Historically company pensions, defined benefits or defined contributions, will automatically give you a pension that pay out a set amount until you die. But the way that that is paid for is that the company buys an annuity that will give you the amount they promised (unless you are public sector, in which case the taxpayer pays, 1.6% of public spending is public sector pensions). The only difference is that the company knows what its contribution will be for a DC pension, whereas for a DB they have to top up your pot by a variable amount to ensure you get the benefits they have promised to pay for. But at retirement the company limits their risk by buying an annuity to then pay out those benefits for the rest of your life. But anyone can take their pot (whether that has the label of defined contribution or defined benefit) and invest in an annuity or get drawdown or whatever. If you have the size of pot that will is sufficient to pay out the classic 2/3 of your pension that was the default years ago then your company final salary might not be the most generous retirement option, you can probably currently get a more generous drawdown amount without worrying about running out of cash.

hyperbole001 · 05/07/2021 20:40

@Anordinarymum

OP When I left my job I was encouraged by the company to move my pension elsewhere. They were very insistent that I did and said it was a good move so I did.

It turns out it was a bad idea and too late to do anything about it now but i did try some years ago and got nowhere.

It has £29,000 in the pot, and my husband said it will be fine as he has a really good pension and said we would be OK. Then he left me.

My pension does not even cover my community charge.
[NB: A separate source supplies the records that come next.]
//! CPU implementation of the nine-slice graphics device.
//!
//! Programs live in a slot table; a destroyed program frees its slot for
//! the next load. Each program keeps one value per declared uniform,
//! starting at the declared default. A filter pass copies the source frame
//! in `begin_filter_pass` and rasterizes it with the slice renderer in
//! `end_filter_pass`, reading `border`, `source_size`, `output_size`,
//! `show_uvs` and `use_linear_filtering` back out of the uniform table.

use std::path::{Path, PathBuf};

use nineslice_core::gpu::{
    GraphicsDevice, PARAM_BORDER, PARAM_OUTPUT_SIZE, PARAM_SHOW_UVS, PARAM_SOURCE_SIZE,
    PARAM_USE_LINEAR_FILTERING, ParamId, ProgramId,
};
use nineslice_core::host::FilterSource;
use nineslice_core::slice;
use nineslice_types::error::{NineSliceError, Result};
use nineslice_types::geometry::{BorderInsets, Dimensions2D, FrameParameters, RenderFlags};
use nineslice_types::image::RgbaImage;

use crate::effect_file::{EffectFile, UniformValue};

/// Largest render target the device will allocate, in pixels.
pub const MAX_TARGET_PIXELS: u64 = 1 << 26;

/// A loaded program and its current uniform values.
struct Program {
    path: PathBuf,
    effect: EffectFile,
    values: Vec<UniformValue>,
}

impl Program {
    fn value(&self, name: &str) -> Option<UniformValue> {
        self.effect
            .uniform(name)
            .and_then(|(idx, _)| self.values.get(idx).copied())
    }

    fn vec4(&self, name: &str) -> [f32; 4] {
        match self.value(name) {
            Some(UniformValue::Vec4(v)) => v,
            _ => [0.0; 4],
        }
    }

    fn vec2(&self, name: &str) -> [f32; 2] {
        match self.value(name) {
            Some(UniformValue::Vec2(v)) => v,
            _ => [0.0; 2],
        }
    }

    fn flag(&self, name: &str) -> bool {
        matches!(self.value(name), Some(UniformValue::Bool(true)))
    }

    /// Frame parameters as the program currently sees them.
    fn frame_parameters(&self) -> FrameParameters {
        FrameParameters {
            borders: BorderInsets::from_vec4(self.vec4(PARAM_BORDER)),
            source_size: Dimensions2D::from_vec2(self.vec2(PARAM_SOURCE_SIZE)),
            output_size: Dimensions2D::from_vec2(self.vec2(PARAM_OUTPUT_SIZE)),
            flags: RenderFlags {
                show_uv_debug: self.flag(PARAM_SHOW_UVS),
                use_linear_filtering: self.flag(PARAM_USE_LINEAR_FILTERING),
            },
        }
    }
}

/// Software device rendering into an RGBA buffer.
#[derive(Default)]
pub struct SoftwareDevice {
    programs: Vec<Option<Program>>,
    input: Option<RgbaImage>,
    output: Option<RgbaImage>,
    passes: u64,
}

impl SoftwareDevice {
    pub fn new() -> Self {
        Self::default()
    }

    /// Result of the most recent completed pass.
    pub fn output(&self) -> Option<&RgbaImage> {
        self.output.as_ref()
    }

    /// Take the result of the most recent pass, leaving none behind.
    pub fn take_output(&mut self) -> Option<RgbaImage> {
        self.output.take()
    }

    /// Number of completed passes.
    pub fn passes(&self) -> u64 {
        self.passes
    }

    /// Number of currently loaded programs.
    pub fn program_count(&self) -> usize {
        self.programs.iter().filter(|p| p.is_some()).count()
    }

    /// Effect file a program was loaded from.
    pub fn program_path(&self, program: ProgramId) -> Option<&Path> {
        self.program(program).map(|p| p.path.as_path())
    }

    /// Current value of a named uniform.
    pub fn uniform_value(&self, program: ProgramId, name: &str) -> Option<UniformValue> {
        self.program(program).and_then(|p| p.value(name))
    }

    fn program(&self, program: ProgramId) -> Option<&Program> {
        self.programs
            .get(program.0 as usize)
            .and_then(Option::as_ref)
    }

    /// Write `value` into a slot if the declared type matches.
    fn write(&mut self, param: ParamId, value: UniformValue) {
        let Some(program) = self
            .programs
            .get_mut(param.program.0 as usize)
            .and_then(Option::as_mut)
        else {
            log::warn!("write to unknown program {}", param.program.0);
            return;
        };
        let Some(slot) = program.values.get_mut(param.index) else {
            log::warn!("write to unknown parameter {}", param.index);
            return;
        };
        if std::mem::discriminant(slot) != std::mem::discriminant(&value) {
            let name = &program.effect.uniforms()[param.index].name;
            log::warn!("type mismatch writing {name}: {value:?}");
            return;
        }
        *slot = value;
    }
}

impl GraphicsDevice for SoftwareDevice {
    fn create_program(&mut self, path: &Path) -> Result<ProgramId> {
        let effect = EffectFile::load(path)?;
        let values = effect.uniforms().iter().map(|u| u.initial_value()).collect();
        let program = Program {
            path: path.to_path_buf(),
            effect,
            values,
        };

        for (i, slot) in self.programs.iter_mut().enumerate() {
            if slot.is_none() {
                *slot = Some(program);
                return Ok(ProgramId(i as u64));
            }
        }
        let id = self.programs.len();
        self.programs.push(Some(program));
        Ok(ProgramId(id as u64))
    }

    fn destroy_program(&mut self, program: ProgramId) {
        match self.programs.get_mut(program.0 as usize) {
            Some(slot) if slot.is_some() => *slot = None,
            _ => log::debug!("destroy of unknown program {}", program.0),
        }
    }

    fn param_by_name(&self, program: ProgramId, name: &str) -> Option<ParamId> {
        let (index, _) = self.program(program)?.effect.uniform(name)?;
        Some(ParamId { program, index })
    }

    fn set_vec2(&mut self, param: ParamId, value: [f32; 2]) {
        self.write(param, UniformValue::Vec2(value));
    }

    fn set_vec4(&mut self, param: ParamId, value: [f32; 4]) {
        self.write(param, UniformValue::Vec4(value));
    }

    fn set_bool(&mut self, param: ParamId, value: bool) {
        self.write(param, UniformValue::Bool(value));
    }

    fn begin_filter_pass(&mut self, source: &dyn FilterSource) -> bool {
        self.input = source.frame().filter(|img| !img.is_empty());
        if self.input.is_none() {
            log::debug!("source '{}' has no frame to filter", source.name());
        }
        self.input.is_some()
    }

    fn end_filter_pass(&mut self, program: ProgramId, width: u32, height: u32) -> Result<()> {
        let input = self
            .input
            .take()
            .ok_or_else(|| NineSliceError::Device("no filter pass in progress".into()))?;
        let params = self
            .program(program)
            .ok_or_else(|| NineSliceError::Device(format!("invalid program id: {}", program.0)))?
            .frame_parameters();
        if u64::from(width) * u64::from(height) > MAX_TARGET_PIXELS {
            return Err(NineSliceError::Device(format!(
                "render target {width}x{height} exceeds {MAX_TARGET_PIXELS} pixels"
            )));
        }

        self.output = Some(slice::render(&params, &input, width, height));
        self.passes += 1;
        Ok(())
    }

    fn read_pixels(&self) -> Result<RgbaImage> {
        self.output
            .clone()
            .ok_or_else(|| NineSliceError::Device("no completed filter pass".into()))
    }
}

#[cfg(test)]
mod tests {
    use super::*;
    use std::fs;

    use nineslice_types::color::Color;

    const EFFECT: &str = include_str!("../../../data/sliced.effect");

    struct Card {
        image: RgbaImage,
    }

    impl FilterSource for Card {
        fn name(&self) -> &str {
            "card"
        }

        fn width(&self) -> u32 {
            self.image.width()
        }

        fn height(&self) -> u32 {
            self.image.height()
        }

        fn frame(&self) -> Option<RgbaImage> {
            Some(self.image.clone())
        }
    }

    fn effect_dir() -> (tempfile::TempDir, PathBuf) {
        let dir = tempfile::tempdir().unwrap();
        let path = dir.path().join("sliced.effect");
        fs::write(&path, EFFECT).unwrap();
        (dir, path)
    }

    fn bind(dev: &SoftwareDevice, program: ProgramId, name: &str) -> ParamId {
        dev.param_by_name(program, name).unwrap()
    }

    #[test]
    fn load_starts_at_declared_defaults() {
        let (_dir, path) = effect_dir();
        let mut dev = SoftwareDevice::new();
        let program = dev.create_program(&path).unwrap();
        assert_eq!(dev.program_path(program), Some(path.as_path()));
        assert_eq!(
            dev.uniform_value(program, "border"),
            Some(UniformValue::Vec4([8.0; 4]))
        );
        assert_eq!(
            dev.uniform_value(program, "show_uvs"),
            Some(UniformValue::Bool(false))
        );
        assert!(dev.param_by_name(program, "no_such_param").is_none());
    }

    #[test]
    fn load_failure_is_program_load_error() {
        let dir = tempfile::tempdir().unwrap();
        let path = dir.path().join("broken.effect");
        fs::write(&path, "uniform float4 border;\n").unwrap();
        let mut dev = SoftwareDevice::new();
        let err = dev.create_program(&path).unwrap_err();
        assert!(matches!(err, NineSliceError::ProgramLoad(_)));
        assert_eq!(dev.program_count(), 0);
    }

    #[test]
    fn destroyed_slots_are_reused() {
        let (_dir, path) = effect_dir();
        let mut dev = SoftwareDevice::new();
        let a = dev.create_program(&path).unwrap();
        let b = dev.create_program(&path).unwrap();
        assert_ne!(a, b);
        dev.destroy_program(a);
        assert_eq!(dev.program_count(), 1);
        assert!(dev.param_by_name(a, "border").is_none());
        let c = dev.create_program(&path).unwrap();
        assert_eq!(c, a);
        dev.destroy_program(ProgramId(99));
        assert_eq!(dev.program_count(), 2);
    }

    #[test]
    fn mismatched_writes_are_ignored() {
        let (_dir, path) = effect_dir();
        let mut dev = SoftwareDevice::new();
        let program = dev.create_program(&path).unwrap();
        let border = bind(&dev, program, "border");
        dev.set_bool(border, true);
        assert_eq!(
            dev.uniform_value(program, "border"),
            Some(UniformValue::Vec4([8.0; 4]))
        );
        dev.set_vec4(border, [1.0, 2.0, 3.0, 4.0]);
        assert_eq!(
            dev.uniform_value(program, "border"),
            Some(UniformValue::Vec4([1.0, 2.0, 3.0, 4.0]))
        );
    }

    #[test]
    fn pass_renders_bound_parameters() {
        let (_dir, path) = effect_dir();
        let mut dev = SoftwareDevice::new();
        let program = dev.create_program(&path).unwrap();
        let source_size = bind(&dev, program, "source_size");
        let output_size = bind(&dev, program, "output_size");
        let show_uvs = bind(&dev, program, "show_uvs");
        dev.set_vec2(source_size, [20.0, 20.0]);
        dev.set_vec2(output_size, [40.0, 40.0]);
        dev.set_bool(show_uvs, true);

        let card = Card {
            image: RgbaImage::new(20, 20),
        };
        assert!(dev.begin_filter_pass(&card));
        dev.end_filter_pass(program, 40, 40).unwrap();
        assert_eq!(dev.passes(), 1);
        assert_eq!(dev.read_pixels().unwrap().dimensions(), (40, 40));

        let out = dev.take_output().unwrap();
        assert_eq!(out.dimensions(), (40, 40));
        assert_eq!(out.pixel(0, 0), slice::DEBUG_PALETTE[0]);
        assert_eq!(out.pixel(20, 20), slice::DEBUG_PALETTE[4]);
        assert_eq!(out.pixel(39, 39), slice::DEBUG_PALETTE[8]);
        assert!(dev.output().is_none());
        assert!(dev.read_pixels().is_err());
    }

    #[test]
    fn empty_source_rejects_pass() {
        let mut dev = SoftwareDevice::new();
        let card = Card {
            image: RgbaImage::new(0, 0),
        };
        assert!(!dev.begin_filter_pass(&card));
        assert!(dev.end_filter_pass(ProgramId(0), 1, 1).is_err());
    }

    #[test]
    fn unknown_program_fails_pass() {
        let mut dev = SoftwareDevice::new();
        let mut image = RgbaImage::new(2, 2);
        image.fill(Color::WHITE);
        let card = Card { image };
        assert!(dev.begin_filter_pass(&card));
        let err = dev.end_filter_pass(ProgramId(3), 2, 2).unwrap_err();
        assert!(err.to_string().contains("invalid program id: 3"));
        assert!(dev.output().is_none());
    }

    #[test]
    fn oversized_target_skips_pass() {
        let (_dir, path) = effect_dir();
        let mut dev = SoftwareDevice::new();
        let program = dev.create_program(&path).unwrap();
        let card = Card {
            image: RgbaImage::new(100, 50),
        };
        assert!(dev.begin_filter_pass(&card));
        let err = dev.end_filter_pass(program, 100_000, 50_000).unwrap_err();
        assert!(matches!(err, NineSliceError::Device(_)));
        assert!(dev.output().is_none());
        assert_eq!(dev.passes(), 0);
    }
}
I would advice anyone to pay as much as they can possibly can into their pension as you are a long time old with not much money at your disposal.
Luckily for me I have other forms of income or I would be stuffed.

Thank you. I don't plan on moving mine over, just want to gain access to them, but thanks for the heads up and the advice Flowers
OP posts:
hyperbole001 · 05/07/2021 20:43

@FinallyHere

cannot for the life of me remember the names of the other pension providers I've paid into over the years.

How about contacting the employer to ask them who provided pension during the time you were employed there. That should give you a start with finding the pension supplier.

The problem is, not all of my previous employers are still trading. I've worked for a couple of smaller businesses, so again, not sure how to track pension down. Cannot believe that info isn't traceable via our NI number,
OP posts:
Newnormal99 · 05/07/2021 20:48

It's worth. He king how they are performing before you make the decision not to move them over.

I'm 48 so have recently realised I need to actively keep an eye on them. I have two old pensions and one current. They all have online portal access now so I am checking performance each month before I make the call on whether to transfer them. My concern is if the old ones are not in current funds they could be underperforming compared the my current pension which is in a more active fund. The closed funds equate to 50% of my current pot so just forgetting about them could really impact my overall pension income.

Polkadotties · 05/07/2021 20:49

@titchy

A final salary scheme is an annuity. So before retirement you can either choose to receive the standard annuity offered by your company's pension scheme or you can take your pot and choose to get a better deal from a different supplier.

Surely a final salary ie defined benefit, gives you a pension based on your final salary, regardless of annuity rates? That's kind of the point. My final salary has no annuity. I get a guaranteed fixed portion of my salary paid at 65 every year till I drop dead.

Correct. FS pensions have nothing to do with annuities.
hyperbole001 · 05/07/2021 20:58

@chipsandgin

Well this is depressing

Yep. I’m 50 & no pension to speak of (perhaps 3k from the 90’s). I’ve never really been able to makes ends meet in the past or the present day - so at least the silver lining will be that I’m very used to being broke should I make it that far!